# NLP Seminar 4: Text classification with neural networks (MLPs, RNNs)

In this seminar, we cover the implementation of "all-in-one" text classification neural networks using the `tensorflow` package. The resulting models include both a neural text embedding and a neural classifier in a single pipeline.

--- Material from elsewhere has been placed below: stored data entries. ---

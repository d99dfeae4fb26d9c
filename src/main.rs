// Copyright (C) 2026 Michael Wilson <mike@mdwn.dev>
//
// This program is free software: you can redistribute it and/or modify it under
// the terms of the GNU General Public License as published by the Free Software
// Foundation, version 3.
//
// This program is distributed in the hope that it will be useful, but WITHOUT
// ANY WARRANTY; without even the implied warranty of MERCHANTABILITY or FITNESS
// FOR A PARTICULAR PURPOSE. See the GNU General Public License for more details.
//
// You should have received a copy of the GNU General Public License along with
// this program. If not, see <https://www.gnu.org/licenses/>.
//
use std::error::Error;
use std::fs;
use std::path::{Path, PathBuf};
use std::sync::Arc;
use std::thread;
use std::time::Duration;

use clap::{crate_version, Parser, Subcommand};
use midly::Smf;

use clavier::audio;
use clavier::config::EngineConfig;
use clavier::graph::Mixer;
use clavier::midi;
use clavier::notes;
use clavier::playsync::CancelHandle;
use clavier::store::SampleStore;
use clavier::timeline::{Timeline, TimelineScheduler};
use clavier::timer::TimerQueue;
use clavier::voices::{KeyboardSettings, VoiceEngine};

#[derive(Parser)]
#[clap(
    author = "Michael Wilson",
    version = crate_version!(),
    about = "A virtual multi-instrument keyboard."
)]
struct Cli {
    #[clap(subcommand)]
    command: Commands,
}

#[derive(Subcommand)]
enum Commands {
    /// Lists and verifies the timbres in the given engine config.
    Timbres {
        /// The path to the engine config.
        config_path: String,
    },
    /// Lists the available audio output devices.
    Devices {},
    /// Lists the available MIDI input devices.
    MidiDevices {},
    /// Plays a MIDI file through a keyboard.
    Play {
        /// The path to the engine config.
        config_path: String,
        /// The timbre to play with.
        timbre: String,
        /// The MIDI file to play.
        midi_file: String,
        /// The keyboard volume, 0.0 to 2.0.
        #[arg(short, long, default_value_t = 1.0)]
        volume: f32,
        /// Sustain held notes with looped playback.
        #[arg(short, long)]
        sustain: bool,
    },
    /// Routes a MIDI input device to a live keyboard.
    Live {
        /// The path to the engine config.
        config_path: String,
        /// The timbre to play with.
        timbre: String,
        /// The keyboard volume, 0.0 to 2.0.
        #[arg(short, long, default_value_t = 1.0)]
        volume: f32,
        /// Sustain held notes with looped playback.
        #[arg(short, long)]
        sustain: bool,
    },
}

fn main() -> Result<(), Box<dyn Error>> {
    tracing_subscriber::fmt::init();

    let cli = Cli::parse();

    match cli.command {
        Commands::Timbres { config_path } => {
            let config = EngineConfig::from_file(&PathBuf::from(config_path))?;
            let store = Arc::new(config.build_store());

            println!("Timbres (count: {}):", config.timbres().len());
            for name in store.timbre_names() {
                store.ensure_loaded(&name)?;
                let loaded = notes::note_range()
                    .filter(|note| store.buffer(&name, *note).is_some())
                    .count();
                println!("- {} ({:?}, {} of 88 notes)", name, store.mode(&name)?, loaded);
            }
        }
        Commands::Devices {} => {
            let devices = audio::list_devices()?;

            if devices.is_empty() {
                println!("No devices found.");
                return Ok(());
            }

            println!("Devices:");
            for device in devices {
                println!("- {}", device);
            }
        }
        Commands::MidiDevices {} => {
            let devices = midi::list_devices()?;

            if devices.is_empty() {
                println!("No devices found.");
                return Ok(());
            }

            println!("Devices:");
            for device in devices {
                println!("- {}", device);
            }
        }
        Commands::Play {
            config_path,
            timbre,
            midi_file,
            volume,
            sustain,
        } => {
            let config = EngineConfig::from_file(&PathBuf::from(config_path))?;
            let (engine, cancel_handle) = start_engine(&config, &timbre, volume, sustain)?;

            let smf_bytes = fs::read(Path::new(&midi_file))?;
            let smf = Smf::parse(&smf_bytes)?;
            let timeline = Timeline::from_midi(&smf);
            let duration = timeline.duration();

            let scheduler = TimelineScheduler::new(engine, Arc::new(TimerQueue::new()));
            scheduler.set_keyboard(KEYBOARD);
            scheduler.load(timeline);
            scheduler.play()?;

            // Leave room for the final release fades.
            thread::sleep(Duration::from_secs_f64(duration + 1.0));
            scheduler.stop();
            cancel_handle.cancel();
        }
        Commands::Live {
            config_path,
            timbre,
            volume,
            sustain,
        } => {
            let config = EngineConfig::from_file(&PathBuf::from(config_path))?;
            let midi_device_name = config
                .midi_device()
                .ok_or("there must be a MIDI device specified")?
                .to_string();
            let (engine, cancel_handle) = start_engine(&config, &timbre, volume, sustain)?;

            let midi_device = midi::get_device(&midi_device_name)?;
            let (sender, receiver) = crossbeam_channel::unbounded();
            midi_device.watch_events(sender)?;

            // Runs until the input device goes away.
            for event in receiver {
                midi::route_event(&event, &engine, KEYBOARD);
            }

            midi_device.stop_watch_events();
            cancel_handle.cancel();
        }
    }

    Ok(())
}

/// The single keyboard the CLI drives.
const KEYBOARD: &str = "main";

/// Builds the store, mixer, and voice engine from the config, loads the
/// requested timbre, and starts the output device on its own thread.
fn start_engine(
    config: &EngineConfig,
    timbre: &str,
    volume: f32,
    sustain: bool,
) -> Result<(Arc<VoiceEngine>, CancelHandle), Box<dyn Error>> {
    let device_name = config
        .device()
        .ok_or("there must be an audio device specified")?;
    let device = audio::get_device(device_name, config.sample_rate())?;

    let store = Arc::new(config.build_store());
    store.ensure_loaded(timbre)?;

    let (mixer, source_tx) = Mixer::new(config.sample_rate());
    let engine = Arc::new(VoiceEngine::new(
        store,
        mixer.clone(),
        source_tx,
        audio::BUFFER_SIZE,
    ));
    engine.add_keyboard(
        KEYBOARD,
        KeyboardSettings {
            timbre: timbre.to_string(),
            volume,
            sustain,
        },
    );

    let cancel_handle = CancelHandle::new();
    {
        let cancel_handle = cancel_handle.clone();
        thread::spawn(move || {
            if let Err(e) = device.run(mixer, cancel_handle) {
                tracing::error!(err = e.as_ref(), "Audio device stopped with error.");
            }
        });
    }

    Ok((engine, cancel_handle))
}
// Copyright (C) 2026 Michael Wilson <mike@mdwn.dev>
//
// This program is free software: you can redistribute it and/or modify it under
// the terms of the GNU General Public License as published by the Free Software
// Foundation, version 3.
//
// This program is distributed in the hope that it will be useful, but WITHOUT
// ANY WARRANTY; without even the implied warranty of MERCHANTABILITY or FITNESS
// FOR A PARTICULAR PURPOSE. See the GNU General Public License for more details.
//
// You should have received a copy of the GNU General Public License along with
// this program. If not, see <https://www.gnu.org/licenses/>.
//

//! The sample store.
//!
//! Each timbre is a directory of per-note sample files named after the note
//! (`piano_A0.wav` through `piano_C8.wav`). Timbres are registered cheaply up
//! front and decoded on first use; concurrent callers of [`SampleStore::ensure_loaded`]
//! wait for the in-flight load instead of decoding twice. Missing or broken
//! files are logged and skipped, so a partial sample set still plays.

pub mod decode;

use std::collections::HashMap;
use std::path::{Path, PathBuf};
use std::sync::{Arc, Condvar, Mutex};
use std::time::Instant;

use serde::{Deserialize, Serialize};
use thiserror::Error;
use tracing::{info, warn};

use crate::graph::SampleBuffer;
use crate::notes;

/// How a timbre's voices are shaped after the attack.
#[derive(Clone, Copy, Debug, Default, PartialEq, Serialize, Deserialize)]
#[serde(rename_all = "lowercase")]
pub enum TimbreMode {
    /// Play the sample once and let it ring out.
    #[default]
    Simple,
    /// Crossfade into a looped region so the note sustains indefinitely.
    Sustain,
}

/// Errors interacting with the store.
#[derive(Debug, Error, PartialEq)]
pub enum StoreError {
    #[error("unknown timbre {0}")]
    UnknownTimbre(String),
}

enum LoadState {
    Registered,
    Loading,
    Loaded(Arc<TimbreSamples>),
}

/// The decoded buffers of one timbre, keyed by MIDI note number.
pub struct TimbreSamples {
    buffers: HashMap<u8, Arc<SampleBuffer>>,
}

struct TimbreEntry {
    directory: PathBuf,
    extension: String,
    mode: TimbreMode,
    state: LoadState,
}

/// A lazy cache of decoded per-note sample buffers.
pub struct SampleStore {
    sample_rate: u32,
    timbres: Mutex<HashMap<String, TimbreEntry>>,
    condvar: Condvar,
}

impl SampleStore {
    /// Creates a store that decodes everything to the given engine rate.
    pub fn new(sample_rate: u32) -> SampleStore {
        SampleStore {
            sample_rate,
            timbres: Mutex::new(HashMap::new()),
            condvar: Condvar::new(),
        }
    }

    /// Registers a timbre without loading anything.
    pub fn register_timbre(
        &self,
        name: &str,
        directory: PathBuf,
        extension: &str,
        mode: TimbreMode,
    ) {
        let mut timbres = self.timbres.lock().expect("Error getting lock");
        timbres.insert(
            name.to_string(),
            TimbreEntry {
                directory,
                extension: extension.to_string(),
                mode,
                state: LoadState::Registered,
            },
        );
    }

    /// The registered timbre names.
    pub fn timbre_names(&self) -> Vec<String> {
        let timbres = self.timbres.lock().expect("Error getting lock");
        let mut names: Vec<String> = timbres.keys().cloned().collect();
        names.sort();
        names
    }

    /// The mode of a registered timbre.
    pub fn mode(&self, timbre: &str) -> Result<TimbreMode, StoreError> {
        let timbres = self.timbres.lock().expect("Error getting lock");
        timbres
            .get(timbre)
            .map(|entry| entry.mode)
            .ok_or_else(|| StoreError::UnknownTimbre(timbre.to_string()))
    }

    /// Returns true if the timbre's samples are decoded and ready.
    pub fn is_loaded(&self, timbre: &str) -> bool {
        let timbres = self.timbres.lock().expect("Error getting lock");
        matches!(
            timbres.get(timbre).map(|entry| &entry.state),
            Some(LoadState::Loaded(_))
        )
    }

    /// Decodes the timbre's samples if they aren't decoded yet. Blocks until
    /// the samples are ready; when a load is already in flight on another
    /// thread, waits for that load instead of starting a second one.
    pub fn ensure_loaded(&self, timbre: &str) -> Result<(), StoreError> {
        let (directory, extension) = {
            let mut timbres = self.timbres.lock().expect("Error getting lock");
            loop {
                let entry = timbres
                    .get_mut(timbre)
                    .ok_or_else(|| StoreError::UnknownTimbre(timbre.to_string()))?;
                match entry.state {
                    LoadState::Loaded(_) => return Ok(()),
                    LoadState::Loading => {
                        timbres = self.condvar.wait(timbres).expect("Error getting lock");
                    }
                    LoadState::Registered => {
                        entry.state = LoadState::Loading;
                        break (entry.directory.clone(), entry.extension.clone());
                    }
                }
            }
        };

        let samples = Self::load_directory(timbre, &directory, &extension, self.sample_rate);

        let mut timbres = self.timbres.lock().expect("Error getting lock");
        if let Some(entry) = timbres.get_mut(timbre) {
            entry.state = LoadState::Loaded(Arc::new(samples));
        }
        self.condvar.notify_all();
        Ok(())
    }

    /// The decoded buffer for a note, or None if the timbre is unknown, not
    /// loaded yet, or has no sample for the note.
    pub fn buffer(&self, timbre: &str, note: u8) -> Option<Arc<SampleBuffer>> {
        let timbres = self.timbres.lock().expect("Error getting lock");
        match timbres.get(timbre).map(|entry| &entry.state) {
            Some(LoadState::Loaded(samples)) => samples.buffers.get(&note).cloned(),
            _ => None,
        }
    }

    fn load_directory(
        timbre: &str,
        directory: &Path,
        extension: &str,
        sample_rate: u32,
    ) -> TimbreSamples {
        let start = Instant::now();
        let mut buffers = HashMap::new();
        let mut missing = 0u32;

        for note in notes::note_range() {
            let name = notes::note_name(note).expect("in-range note");
            let path = directory.join(format!("piano_{}.{}", name, extension));
            if !path.exists() {
                missing += 1;
                continue;
            }
            match decode::decode_file(&path, sample_rate) {
                Ok(buffer) => {
                    buffers.insert(note, Arc::new(buffer));
                }
                Err(e) => {
                    warn!(
                        timbre = timbre,
                        path = ?path,
                        error = %e,
                        "Failed to decode sample, skipping note."
                    );
                    missing += 1;
                }
            }
        }

        info!(
            timbre = timbre,
            loaded = buffers.len(),
            missing = missing,
            elapsed_ms = start.elapsed().as_millis(),
            "Timbre loaded."
        );
        TimbreSamples { buffers }
    }

    /// Installs an already-decoded timbre, bypassing the filesystem.
    #[cfg(test)]
    pub fn insert_timbre_for_test(
        &self,
        name: &str,
        mode: TimbreMode,
        buffers: HashMap<u8, Arc<SampleBuffer>>,
    ) {
        let mut timbres = self.timbres.lock().expect("Error getting lock");
        timbres.insert(
            name.to_string(),
            TimbreEntry {
                directory: PathBuf::new(),
                extension: String::new(),
                mode,
                state: LoadState::Loaded(Arc::new(TimbreSamples { buffers })),
            },
        );
    }
}

#[cfg(test)]
mod test {
    use std::thread;

    use super::*;

    fn write_wav(path: &Path, frames: usize) {
        let spec = hound::WavSpec {
            channels: 1,
            sample_rate: 44100,
            bits_per_sample: 16,
            sample_format: hound::SampleFormat::Int,
        };
        let mut writer = hound::WavWriter::create(path, spec).expect("wav writer");
        for i in 0..frames {
            let sample = ((i as f32 * 0.1).sin() * 8192.0) as i16;
            writer.write_sample(sample).expect("write sample");
        }
        writer.finalize().expect("finalize");
    }

    #[test]
    fn test_load_with_gaps() {
        let dir = tempfile::tempdir().expect("tempdir");
        write_wav(&dir.path().join("piano_C4.wav"), 100);
        write_wav(&dir.path().join("piano_Csharp4.wav"), 100);

        let store = SampleStore::new(44100);
        store.register_timbre("piano", dir.path().to_path_buf(), "wav", TimbreMode::Simple);
        assert!(!store.is_loaded("piano"));

        store.ensure_loaded("piano").expect("load");
        assert!(store.is_loaded("piano"));
        assert!(store.buffer("piano", 60).is_some());
        assert!(store.buffer("piano", 61).is_some());
        // No file for D4; missing notes are simply absent.
        assert!(store.buffer("piano", 62).is_none());
    }

    #[test]
    fn test_ensure_loaded_is_idempotent() {
        let dir = tempfile::tempdir().expect("tempdir");
        write_wav(&dir.path().join("piano_A0.wav"), 50);

        let store = SampleStore::new(44100);
        store.register_timbre("piano", dir.path().to_path_buf(), "wav", TimbreMode::Simple);
        store.ensure_loaded("piano").expect("load");
        store.ensure_loaded("piano").expect("second load");
        assert!(store.buffer("piano", 21).is_some());
    }

    #[test]
    fn test_unknown_timbre() {
        let store = SampleStore::new(44100);
        assert_eq!(
            store.ensure_loaded("nope"),
            Err(StoreError::UnknownTimbre("nope".to_string()))
        );
        assert_eq!(
            store.mode("nope"),
            Err(StoreError::UnknownTimbre("nope".to_string()))
        );
        assert!(store.buffer("nope", 60).is_none());
    }

    #[test]
    fn test_concurrent_loads() {
        let dir = tempfile::tempdir().expect("tempdir");
        write_wav(&dir.path().join("piano_C4.wav"), 1000);

        let store = Arc::new(SampleStore::new(44100));
        store.register_timbre("piano", dir.path().to_path_buf(), "wav", TimbreMode::Simple);

        let mut joins = Vec::new();
        for _ in 0..4 {
            let store = store.clone();
            joins.push(thread::spawn(move || store.ensure_loaded("piano")));
        }
        for join in joins {
            assert!(join.join().expect("thread").is_ok());
        }
        assert!(store.buffer("piano", 60).is_some());
    }

    #[test]
    fn test_resamples_to_engine_rate() {
        let dir = tempfile::tempdir().expect("tempdir");
        let spec = hound::WavSpec {
            channels: 1,
            sample_rate: 22050,
            bits_per_sample: 16,
            sample_format: hound::SampleFormat::Int,
        };
        let path = dir.path().join("piano_C4.wav");
        let mut writer = hound::WavWriter::create(&path, spec).expect("wav writer");
        for _ in 0..2205 {
            writer.write_sample(1000i16).expect("write sample");
        }
        writer.finalize().expect("finalize");

        let store = SampleStore::new(44100);
        store.register_timbre("piano", dir.path().to_path_buf(), "wav", TimbreMode::Sustain);
        store.ensure_loaded("piano").expect("load");

        let buffer = store.buffer("piano", 60).expect("buffer");
        assert_eq!(buffer.sample_rate, 44100);
        assert!(buffer.data.len() >= 4410);
        assert_eq!(store.mode("piano"), Ok(TimbreMode::Sustain));
    }
}
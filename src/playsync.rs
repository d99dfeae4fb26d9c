// Copyright (C) 2026 Michael Wilson <mike@mdwn.dev>
//
// This program is free software: you can redistribute it and/or modify it under
// the terms of the GNU General Public License as published by the Free Software
// Foundation, version 3.
//
// This program is distributed in the hope that it will be useful, but WITHOUT
// ANY WARRANTY; without even the implied warranty of MERCHANTABILITY or FITNESS
// FOR A PARTICULAR PURPOSE. See the GNU General Public License for more details.
//
// You should have received a copy of the GNU General Public License along with
// this program. If not, see <https://www.gnu.org/licenses/>.
//
use std::sync::{Arc, Condvar, Mutex};

/// A cancel handle is attached to a playing voice or a running output stream.
/// Cancelling is a hard stop: the render side drops the source on the next
/// block without any fade. It's the holder's responsibility to respect a
/// cancel request.
#[derive(Clone, Default)]
pub struct CancelHandle {
    cancelled: Arc<Mutex<bool>>,
    condvar: Arc<Condvar>,
}

impl CancelHandle {
    /// Creates a new cancel handle.
    pub fn new() -> CancelHandle {
        CancelHandle::default()
    }

    /// Returns true if the operation has been cancelled.
    pub fn is_cancelled(&self) -> bool {
        *self.cancelled.lock().expect("Error getting lock")
    }

    /// Blocks until the handle is cancelled. Returns immediately if it
    /// already was.
    pub fn wait(&self) {
        let _unused = self
            .condvar
            .wait_while(
                self.cancelled.lock().expect("Error getting lock"),
                |cancelled| !*cancelled,
            )
            .expect("Error getting lock");
    }

    /// Cancels the operation. Cancelling twice is a no-op.
    pub fn cancel(&self) {
        let mut cancelled = self.cancelled.lock().expect("Error getting lock");
        if !*cancelled {
            *cancelled = true;
            self.condvar.notify_all();
        }
    }
}

#[cfg(test)]
mod test {
    use std::thread;

    use super::*;

    #[test]
    fn test_cancel_unblocks_waiter() {
        let cancel_handle = CancelHandle::new();
        assert!(!cancel_handle.is_cancelled());

        let join = {
            let cancel_handle = cancel_handle.clone();
            thread::spawn(move || cancel_handle.wait())
        };

        cancel_handle.cancel();
        assert!(join.join().is_ok());
        assert!(cancel_handle.is_cancelled());
    }

    #[test]
    fn test_wait_after_cancel_returns_immediately() {
        let cancel_handle = CancelHandle::new();
        cancel_handle.cancel();
        cancel_handle.cancel();
        cancel_handle.wait();
        assert!(cancel_handle.is_cancelled());
    }
}
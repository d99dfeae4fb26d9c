// Copyright (C) 2026 Michael Wilson <mike@mdwn.dev>
//
// This program is free software: you can redistribute it and/or modify it under
// the terms of the GNU General Public License as published by the Free Software
// Foundation, version 3.
//
// This program is distributed in the hope that it will be useful, but WITHOUT
// ANY WARRANTY; without even the implied warranty of MERCHANTABILITY or FITNESS
// FOR A PARTICULAR PURPOSE. See the GNU General Public License for more details.
//
// You should have received a copy of the GNU General Public License along with
// this program. If not, see <https://www.gnu.org/licenses/>.
//

//! The render-side audio graph.
//!
//! The voice engine builds [`BufferSource`]s (a decoded sample buffer plus
//! gain automation, an optional lowpass/compressor chain, and an optional
//! loop region) and hands them to the [`Mixer`] over a channel. The output
//! device pulls interleaved stereo from the mixer on its own schedule, so
//! nothing on the trigger path ever blocks on the audio callback.

mod filter;
mod mixer;
mod param;
mod source;

pub use filter::{Compressor, OnePole};
pub use mixer::{Mixer, SourceSender};
pub use param::Param;
pub use source::{next_source_id, BufferSource, LoopRegion, SampleBuffer};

The focus is here on two different types of architectures: multi-layer perceptrons (MLPs) and (bidirectional) recurrent neural netrowks (RNNs).

In [None]:
import numpy as np
import pandas as pd
import matplotlib.pyplot as plt
import json

In [None]:
import tensorflow as tf
from tensorflow import keras
from tensorflow.keras import layers, losses, optimizers
from tensorflow.keras import Sequential

## Data preparation

We again use the Simpsons script dataset. As a toy example, the classification goal is to determine which character is speaking given a textual dialogue line.

Data source: https://www.kaggle.com/datasets/prashant111/the-simpsons-dataset

In [None]:
simpsons = pd.read_csv("data/simpsons_script_lines.csv",
                       usecols=["raw_character_text", "raw_location_text", "spoken_words", "normalized_text"],
                       dtype={'raw_character_text':'string', 'raw_location_text':'string',
                              'spoken_words':'string', 'normalized_text':'string'})
simpsons.head()

In [None]:
simpsons.info()

In [None]:
simpsons = simpsons.dropna().drop_duplicates().reset_index(drop=True)
simpsons.head()

We restrict the data to the 10 most frequent characters.

In [None]:
n_classes = 10
simpsons['raw_character_text'].value_counts(dropna=False)[:n_classes]

In [None]:
main_characters = simpsons['raw_character_text'].value_counts(dropna=False)[:n_classes].index.to_list()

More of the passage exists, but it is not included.